Goiás está na rota do agrotóxico ilegal
Produtos vindos, principalmente, do Paraguai encontram na Região Sudoeste do Estado um mercado potencial. Só este ano, quase sete toneladas já foram apreendidas
O uso de agrotóxicos regularizados no Brasil já é complexo por si só, e o aumento de casos envolvendo a investida de contrabandistas e o possível uso de produtos falsificados ou sem autorização no País surge como um elemento a mais para complicar esse cenário. Em Goiás, a principal região que tem sido alvo da ação dos criminosos é a Sudoeste, onde o aumento de 27,2% das apreensões feitas este ano, em relação ao ano passado, sinaliza a crescente atuação de grupos e compradores de insumos de origem duvidosa. Ao todo, quase sete toneladas de agrotóxicos sem procedência, sem registro no Brasil, de efeitos e consequências desconhecidas foram recolhidas, desde janeiro, pelo Comando de Operações de Divisas (COD) nas rodovias que ligam as cidades de Rio Verde, Jataí e Mineiros.
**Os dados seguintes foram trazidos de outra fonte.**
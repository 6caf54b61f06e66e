mod session;

use anyhow::Result;
use driftview_config::AppConfig;
use driftview_input::{GestureRecognizer, ViewportController, ViewportState};
use driftview_motion::trajectory::TrajectoryStore;
use driftview_motion::FeedClient;
use driftview_renderer::{tessellate, GpuRenderer, PathRenderer};
use session::Session;
use std::sync::Arc;
use std::time::Duration;
use tracing::{error, info, warn};
use winit::application::ApplicationHandler;
use winit::dpi::PhysicalSize;
use winit::event::{ElementState, WindowEvent};
use winit::event_loop::{ActiveEventLoop, EventLoop};
use winit::keyboard::{KeyCode, PhysicalKey};
use winit::window::{Window, WindowId};

/// Application state.
struct App {
    config: AppConfig,
    session: Session,
    gestures: GestureRecognizer<ViewportController>,
    path_renderer: PathRenderer,
    window: Option<Arc<Window>>,
    gpu: Option<GpuRenderer>,
    /// Store revision, viewport and surface size the uploaded mesh was built for.
    mesh_key: Option<(u64, ViewportState, (u32, u32))>,
    title: String,
    frame_count: u64,
}

impl App {
    fn new(config: AppConfig, session: Session) -> Self {
        let gestures = GestureRecognizer::new()
            .on_scale(|viewport: &mut ViewportController, factor| viewport.apply_scale(factor))
            .on_drag(|viewport: &mut ViewportController, distance| viewport.apply_drag(distance));

        Self {
            path_renderer: PathRenderer::new(config.render.clone()),
            config,
            session,
            gestures,
            window: None,
            gpu: None,
            mesh_key: None,
            title: String::new(),
            frame_count: 0,
        }
    }

    fn request_redraw(&self) {
        if let Some(window) = &self.window {
            window.request_redraw();
        }
    }

    fn redraw(&mut self) {
        self.session.poll_pose();

        if let Some(gpu) = &mut self.gpu {
            let (width, height) = gpu.size();
            let viewport = self.session.viewport().state();
            let key = (self.session.store().revision(), viewport, (width, height));

            let snapshot = self.session.store().snapshot();
            let frame =
                self.path_renderer
                    .render_frame(width as f32, height as f32, &viewport, &snapshot);

            if self.mesh_key != Some(key) {
                gpu.upload_mesh(&tessellate(&frame));
                self.mesh_key = Some(key);
            }

            // A failed frame is skipped; the next redraw tries again.
            if let Err(e) = gpu.render(&frame) {
                warn!(?e, "Frame render failed");
            }

            self.frame_count += 1;
            if self.frame_count % 300 == 0 {
                tracing::debug!(
                    frames = self.frame_count,
                    inertial_points = snapshot.inertial.len(),
                    pose_points = snapshot.pose_source.len(),
                    "Render heartbeat"
                );
            }
        }

        let title = self.session.title();
        if title != self.title {
            if let Some(window) = &self.window {
                window.set_title(&title);
            }
            self.title = title;
        }
    }

    fn save_viewport(&mut self) {
        self.config.viewport.initial_scale = self.session.viewport().state().scale;
        if let Err(e) = driftview_config::save_config(&self.config) {
            error!(?e, "Failed to save config");
        }
    }
}

impl ApplicationHandler for App {
    fn resumed(&mut self, event_loop: &ActiveEventLoop) {
        if self.window.is_some() {
            return;
        }

        let attrs = Window::default_attributes()
            .with_title("driftview")
            .with_inner_size(PhysicalSize::new(1280, 800));

        let window = match event_loop.create_window(attrs) {
            Ok(window) => Arc::new(window),
            Err(e) => {
                error!(?e, "Failed to create window");
                event_loop.exit();
                return;
            }
        };
        self.window = Some(window.clone());

        let size = window.inner_size();
        match pollster::block_on(GpuRenderer::new(window, size.width, size.height)) {
            Ok(gpu) => self.gpu = Some(gpu),
            Err(e) => {
                error!(?e, "Failed to initialize renderer");
                event_loop.exit();
                return;
            }
        }

        info!(
            width = size.width,
            height = size.height,
            scale = self.session.viewport().state().scale,
            "Application initialized"
        );
        self.request_redraw();
    }

    fn window_event(
        &mut self,
        event_loop: &ActiveEventLoop,
        _window_id: WindowId,
        event: WindowEvent,
    ) {
        match event {
            WindowEvent::CloseRequested => {
                self.save_viewport();
                event_loop.exit();
            }

            WindowEvent::Resized(size) => {
                if let Some(gpu) = &mut self.gpu {
                    gpu.resize(size.width, size.height);
                }
            }

            WindowEvent::KeyboardInput { event, .. } => {
                if event.state == ElementState::Pressed && !event.repeat {
                    match event.physical_key {
                        PhysicalKey::Code(KeyCode::KeyR) => {
                            self.session.reset_session();
                        }
                        PhysicalKey::Code(KeyCode::Escape) => {
                            self.save_viewport();
                            event_loop.exit();
                        }
                        _ => {}
                    }
                }
            }

            WindowEvent::MouseInput { button, state, .. } => {
                self.gestures.mouse_button(button, state);
            }

            WindowEvent::CursorMoved { position, .. } => {
                self.gestures
                    .cursor_moved(self.session.viewport_mut(), position.x, position.y);
            }

            WindowEvent::CursorLeft { .. } => {
                self.gestures.cursor_left();
            }

            WindowEvent::MouseWheel { delta, .. } => {
                self.gestures.scroll(self.session.viewport_mut(), delta);
            }

            WindowEvent::PinchGesture { delta, .. } => {
                self.gestures.pinch(self.session.viewport_mut(), delta);
            }

            WindowEvent::RedrawRequested => {
                self.redraw();
                self.request_redraw();
            }

            _ => {}
        }
    }
}

#[tokio::main]
async fn main() -> Result<()> {
    // Initialize logging.
    tracing_subscriber::fmt()
        .with_env_filter(
            tracing_subscriber::EnvFilter::try_from_default_env().unwrap_or_else(|_| {
                "driftview=info,driftview_motion=info,driftview_renderer=info".into()
            }),
        )
        .init();

    info!("driftview starting");

    let config = driftview_config::load_config().unwrap_or_else(|e| {
        warn!(?e, "Failed to load config, using defaults");
        AppConfig::default()
    });

    info!(
        address = %config.feed.address,
        scale = config.viewport.initial_scale,
        "Config loaded"
    );

    // Connect to the sensor feed (fall back to mock if the device is unreachable).
    let store = Arc::new(TrajectoryStore::new());
    let (feed, feed_error) = match FeedClient::connect(
        &config.feed.address,
        Duration::from_millis(config.feed.connect_timeout_ms),
        store.clone(),
    )
    .await
    {
        Ok(client) => (client, None),
        Err(e) => {
            warn!(?e, "Sensor feed not available, using mock (paths stay at origin)");
            (FeedClient::mock(), Some(e.to_string()))
        }
    };

    let session = Session::new(store, feed, feed_error, config.viewport.initial_scale);

    let event_loop = EventLoop::new()?;
    let mut app = App::new(config, session);
    event_loop.run_app(&mut app)?;

    Ok(())
}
A origem desses produtos é diversa, mas, geralmente, são fabricados na China e Índia, chegando à América do Sul pelo Paraguai, Uruguai e Bolívia. Pelas fronteiras, principalmente via Ponta Porã, no Mato Grosso do Sul, e Foz do Iguaçu, no Paraná, essas substâncias adentram o País e seguem destino aos principais polos do agronegócio nacional. Goiás, claro, faz parte da rota, não só pela localização, mas também pela importância da produção. A Região Sudoeste é uma das grandes produtoras de soja, milho e algodão do Brasil e exporta para diversos países da União Europeia e da Ásia, principalmente a China. Numa única apreensão feita em agosto deste ano, o COD encontrou em Rio Verde quase duas toneladas de um produto chinês, cujo uso é proibido no Brasil.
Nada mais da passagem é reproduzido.